The required output is all lines below that contain the word "dimensionality".

*** RECORDS SUPPLIED ***

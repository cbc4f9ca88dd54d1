//! In-memory cache of enrolled identities, refreshed from the durable
//! store on demand and on a schedule.

use std::sync::Arc;

use parking_lot::RwLock;

use crate::types::Identity;

/// Immutable point-in-time view of the enrolled identities.
///
/// Entries are sorted by id, so iteration order — and therefore matcher
/// tie-breaking — is stable across snapshots with the same content.
pub struct Snapshot {
    entries: Vec<Identity>,
    dim: usize,
}

impl Snapshot {
    fn build(dim: usize, mut entries: Vec<Identity>) -> Self {
        entries.retain(|identity| {
            let ok = identity.encoding.dim() == dim;
            if !ok {
                tracing::warn!(
                    id = %identity.id,
                    got = identity.encoding.dim(),
                    expected = dim,
                    "dropping identity with mismatched encoding dimensionality"
                );
            }
            ok
        });
        entries.sort_by(|a, b| a.id.cmp(&b.id));
        entries.dedup_by(|a, b| a.id == b.id);
        Self { entries, dim }
    }

    /// Expected encoding dimensionality, fixed at repository construction.
    pub fn dim(&self) -> usize {
        self.dim
    }

    pub fn len(&self) -> usize {
        self.entries.len()
    }

    pub fn is_empty(&self) -> bool {
        self.entries.is_empty()
    }

    pub fn identities(&self) -> impl Iterator<Item = &Identity> {
        self.entries.iter()
    }

    pub fn get(&self, id: &str) -> Option<&Identity> {
        self.entries
            .binary_search_by(|e| e.id.as_str().cmp(id))
            .ok()
            .map(|idx| &self.entries[idx])
    }
}

/// Identity cache the matcher scans.
///
/// Readers take an `Arc` handle to an immutable snapshot; writers build a
/// replacement and swap it under a brief write lock. A reload never blocks
/// or tears an in-flight match — a match started against the old snapshot
/// completes against the old snapshot.
pub struct EncodingRepository {
    dim: usize,
    current: RwLock<Arc<Snapshot>>,
}

impl EncodingRepository {
    pub fn new(dim: usize) -> Self {
        Self {
            dim,
            current: RwLock::new(Arc::new(Snapshot::build(dim, Vec::new()))),
        }
    }

    pub fn dim(&self) -> usize {
        self.dim
    }

    /// Atomically replace the entire mapping. A failed reload upstream must
    /// simply not call this; the previous snapshot stays in place.
    pub fn load(&self, identities: Vec<Identity>) {
        let next = Arc::new(Snapshot::build(self.dim, identities));
        let count = next.len();
        *self.current.write() = next;
        tracing::info!(count, "identity snapshot loaded");
    }

    /// Insert or replace one identity by id.
    pub fn upsert(&self, identity: Identity) {
        if identity.encoding.dim() != self.dim {
            tracing::warn!(
                id = %identity.id,
                got = identity.encoding.dim(),
                expected = self.dim,
                "refusing upsert with mismatched encoding dimensionality"
            );
            return;
        }
        let mut current = self.current.write();
        let mut entries = current.entries.clone();
        match entries.binary_search_by(|e| e.id.cmp(&identity.id)) {
            Ok(idx) => entries[idx] = identity,
            Err(idx) => entries.insert(idx, identity),
        }
        *current = Arc::new(Snapshot {
            entries,
            dim: self.dim,
        });
    }

    /// Remove an identity. Returns whether an entry existed.
    pub fn remove(&self, id: &str) -> bool {
        let mut current = self.current.write();
        match current.entries.binary_search_by(|e| e.id.as_str().cmp(id)) {
            Ok(idx) => {
                let mut entries = current.entries.clone();
                entries.remove(idx);
                *current = Arc::new(Snapshot {
                    entries,
                    dim: self.dim,
                });
                true
            }
            Err(_) => false,
        }
    }

    /// Consistent view for the matcher to scan. Cheap: one Arc clone.
    pub fn snapshot(&self) -> Arc<Snapshot> {
        self.current.read().clone()
    }

    pub fn len(&self) -> usize {
        self.current.read().len()
    }

    pub fn is_empty(&self) -> bool {
        self.current.read().is_empty()
    }
}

*** End of RECORDS SUPPLIED ***

OUTPUT FOR THIS TASK »
                    "dropping identity with mismatched encoding dimensionality"
    /// Expected encoding dimensionality, fixed at repository construction.
                "refusing upsert with mismatched encoding dimensionality"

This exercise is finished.